Game of Thrones is on a major hiatus whilst they film the last six episodes of all time. They’re part of Season 8 which is due for release in March 2019, but they’re filming now as they need snowy conditions. It’s arguably the greatest TV show of all time. Certainly the most watched and talked about, and the one with the hottest men ever! It is full of nudity and endless sex, heavy on incest, tits, ass, and lesbians drinking from the furry cup. But how gay is it really? What are the men up to and how often does Jon Snow deep rim Jaime Lanister? Does Jorah Mormort bicep fist Daario Nahari’s hairy muscular ass whilst Tyrion jerks off his uncut dwarf cock? Here’s our favourite scenes (we’d like to see!):
10 The two leading gay characters, Loras Tyrell and Renly Baratheon, are just finished breeding ass when Maregary bursts in and warns them they are being too public with their ass banging. Trouble will ensue!
9 The castration of Theon Greyjoy by Ramsay Bolton is the ultimate ball clenching moment. But actually, the three burly men just cut off his cock and leave his balls so as he can still get turned on but do nothing about it.

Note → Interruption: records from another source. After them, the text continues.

use crate::{
    error::MockupError,
    models::{GenerateRequest, GenerateResponse},
    prompt,
    server::AppState,
};
use actix_web::{get, post, web, HttpResponse};

#[get("/health")]
pub async fn health() -> HttpResponse {
    HttpResponse::Ok().json(serde_json::json!({ "status": "ok" }))
}

/// Generate crochet mockups for a project description.
///
/// Field presence and color-count membership are enforced by deserialization;
/// this handler only rejects blank strings before going upstream.
#[post("/generate")]
pub async fn generate(
    state: web::Data<AppState>,
    body: web::Json<GenerateRequest>,
) -> Result<HttpResponse, MockupError> {
    let request = body.into_inner();
    validate(&request)?;

    let prompt = prompt::build_prompt(&request);
    log::debug!("Built prompt: {}", prompt);

    let images = state.generator.generate(&prompt).await.map_err(|e| {
        log::error!("Error generating images: {}", e);
        e
    })?;

    Ok(HttpResponse::Ok().json(GenerateResponse { images }))
}

fn validate(request: &GenerateRequest) -> Result<(), MockupError> {
    if request.project_description.trim().is_empty() || request.color_vibe.trim().is_empty() {
        return Err(MockupError::ValidationError(
            "Missing required fields: projectDescription, colorVibe, colorCount".to_string(),
        ));
    }
    Ok(())
}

8 Every appearance of Khal Drogo, the manliest man that ever existed in Season 1. The guy wears very little throughout and then you get two nude scenes (unfortunately shown from the back as we know he is bigger than Rocco Steele).
7 The Knight’s Watch. Several hundred very masculine guys guarding the wall for eternity without any women??? There are so many pseudo-gay moments resulting in hundreds of gay fan clips of the real meaning behind the words on YouTube. Basically it seems Jon Snow and the lads just love cock, check out the ‘He is grooming you line’.

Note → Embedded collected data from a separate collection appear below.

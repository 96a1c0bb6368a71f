use crate::{error::Result, generator::traits::ImageGenerator};
use async_trait::async_trait;
use base64::{engine::general_purpose::STANDARD, Engine};

/// Single-pixel PNG used as the placeholder payload.
const PLACEHOLDER_PNG: &[u8] = &[
    0x89, 0x50, 0x4e, 0x47, 0x0d, 0x0a, 0x1a, 0x0a, 0x00, 0x00, 0x00, 0x0d, 0x49, 0x48, 0x44,
    0x52, 0x00, 0x00, 0x00, 0x01, 0x00, 0x00, 0x00, 0x01, 0x08, 0x06, 0x00, 0x00, 0x00, 0x1f,
    0x15, 0xc4, 0x89, 0x00, 0x00, 0x00, 0x0d, 0x49, 0x44, 0x41, 0x54, 0x78, 0xda, 0x63, 0x64,
    0x60, 0xf8, 0x5f, 0x0f, 0x00, 0x02, 0x87, 0x01, 0x80, 0xeb, 0x47, 0xba, 0x92, 0x00, 0x00,
    0x00, 0x00, 0x49, 0x45, 0x4e, 0x44, 0xae, 0x42, 0x60, 0x82,
];

const PLACEHOLDER_COUNT: usize = 3;

/// Test and local-development backend. Returns placeholder mockups without
/// touching the network.
pub struct MockImageGenerator;

impl MockImageGenerator {
    pub fn new() -> Self {
        Self
    }
}

impl Default for MockImageGenerator {
    fn default() -> Self {
        Self::new()
    }
}

#[async_trait]
impl ImageGenerator for MockImageGenerator {
    async fn generate(&self, prompt: &str) -> Result<Vec<String>> {
        log::info!("Mock generator received prompt: {}", prompt);

        let payload = STANDARD.encode(PLACEHOLDER_PNG);
        let images = (0..PLACEHOLDER_COUNT)
            .map(|_| format!("data:image/png;base64,{}", payload))
            .collect();

        Ok(images)
    }
}

#[cfg(test)]
mod tests {
    use super::*;

    #[tokio::test]
    async fn test_mock_returns_three_data_uris() {
        let generator = MockImageGenerator::new();
        let images = generator.generate("a tiny crochet whale").await.unwrap();

        assert_eq!(images.len(), 3);
        for image in &images {
            assert!(image.starts_with("data:image/png;base64,"));
        }
    }

    #[test]
    fn test_placeholder_is_a_png() {
        assert_eq!(&PLACEHOLDER_PNG[1..4], b"PNG");
    }
}
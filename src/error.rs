use thiserror::Error;

#[derive(Debug, Error)]
pub enum MockupError {
    #[error("Configuration error: {0}")]
    ConfigError(String),
    #[error("Validation error: {0}")]
    ValidationError(String),
    #[error("Unauthorized: {0}")]
    AuthError(String),
    #[error("Request error: {0}")]
    RequestError(String),
    #[error("Response error: {0}")]
    ResponseError(String),
}

pub type Result<T> = std::result::Result<T, MockupError>;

6 When Renly gets killed, Loras needs a new ass in his bed. So he turns to Westeros’ chief gay escort Olyvar who soon stops charging when he gets the first load of royal spunk up his young ass.

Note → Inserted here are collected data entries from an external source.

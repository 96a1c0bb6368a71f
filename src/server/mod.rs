pub mod auth;
pub mod routes;

use crate::{
    config::Config,
    error::MockupError,
    generator::{self, ImageGenerator},
    logger,
    models::ErrorBody,
};
use actix_cors::Cors;
use actix_web::{http::StatusCode, web, App, HttpResponse, HttpServer, ResponseError};
use std::sync::Arc;

pub struct AppState {
    pub generator: Arc<dyn ImageGenerator>,
}

impl ResponseError for MockupError {
    fn status_code(&self) -> StatusCode {
        match self {
            MockupError::ValidationError(_) => StatusCode::BAD_REQUEST,
            MockupError::AuthError(_) => StatusCode::UNAUTHORIZED,
            _ => StatusCode::INTERNAL_SERVER_ERROR,
        }
    }

    fn error_response(&self) -> HttpResponse {
        // Client errors carry their message; anything upstream or internal is
        // collapsed into a generic body so provider details stay in the logs.
        let error = match self {
            MockupError::ValidationError(msg) | MockupError::AuthError(msg) => msg.clone(),
            _ => "Failed to generate images".to_string(),
        };

        HttpResponse::build(self.status_code()).json(ErrorBody { error })
    }
}

pub fn json_config() -> web::JsonConfig {
    web::JsonConfig::default().error_handler(|err, _req| {
        MockupError::ValidationError(format!("Invalid request body: {}", err)).into()
    })
}

fn cors() -> Cors {
    Cors::default()
        .allow_any_origin()
        .allowed_methods(vec!["POST", "OPTIONS"])
        .allowed_headers(vec![
            actix_web::http::header::CONTENT_TYPE,
            actix_web::http::header::AUTHORIZATION,
        ])
}

pub async fn run(config: Config) -> std::io::Result<()> {
    let generator = generator::from_config(&config)
        .map_err(|e| std::io::Error::new(std::io::ErrorKind::InvalidInput, e.to_string()))?;

    let port = config.port.unwrap_or(8080);
    let auth_token = config.auth_token.clone();

    logger::log_startup_info("crochetgen", env!("CARGO_PKG_VERSION"), port);
    logger::log_config_info(&config);

    let state = web::Data::new(AppState { generator });

    HttpServer::new(move || {
        App::new()
            .app_data(state.clone())
            .app_data(json_config())
            .wrap(cors())
            .service(routes::health)
            .service(
                web::scope("")
                    .wrap(auth::BearerAuth::new(auth_token.clone()))
                    .service(routes::generate),
            )
    })
    .bind(("0.0.0.0", port))?
    .run()
    .await
}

5 Lord Varys, the gayest man in Westeros and known as The Lord of Whispers, lives for gossip like most gay men. He’s as queer as Kevin Spacey wearing a Kylie Minogue T-shirt at a Madonna concert.
4 The constant obsession with ball sacks and castration, Lord Varys tells us how he lost his. Greyworm and the 8,000 unsullied don’t have a single seed-producing sack between them. And Reek’s cock is kept in a jar by his captor for them both to look at over dinner. Maybe Ramsay uses it as a dildo on the quiet?
3 Loras Tyrell gets arrested and put on trial merely for liking cock. This makes Westeros an older version of Chechnya, Uganda, or the Middle East. His punishment is brutal, but at least he gets to feel some mancock in jail whilst awaiting his doom.
2 Our favourite gay hooker Olyvar again, this time hooking up with the Red Viper Prince himself. The Prince is the ultimate bisexual, claiming to have slept with ‘Half of Westeros’. Luckily, when he arrives in King’s Landing, he seems more in the mood for cock than pussy and cannot resist the escort’s 10-incher in scene after lubed-up scene.
1 Possibly the gayest moment in TV history, the infamous ‘shaving scene’ between Loras and Renly ‘How did you know I was into guys?’!!! After the nude shaving scene in front of other men, Loras goes down on Renly’s bulging shaft and gets his first taste and a huge mouthful of the next few million in line to the Iron Throne. Winter is coming indeed, but not as fast as Renly’s cock.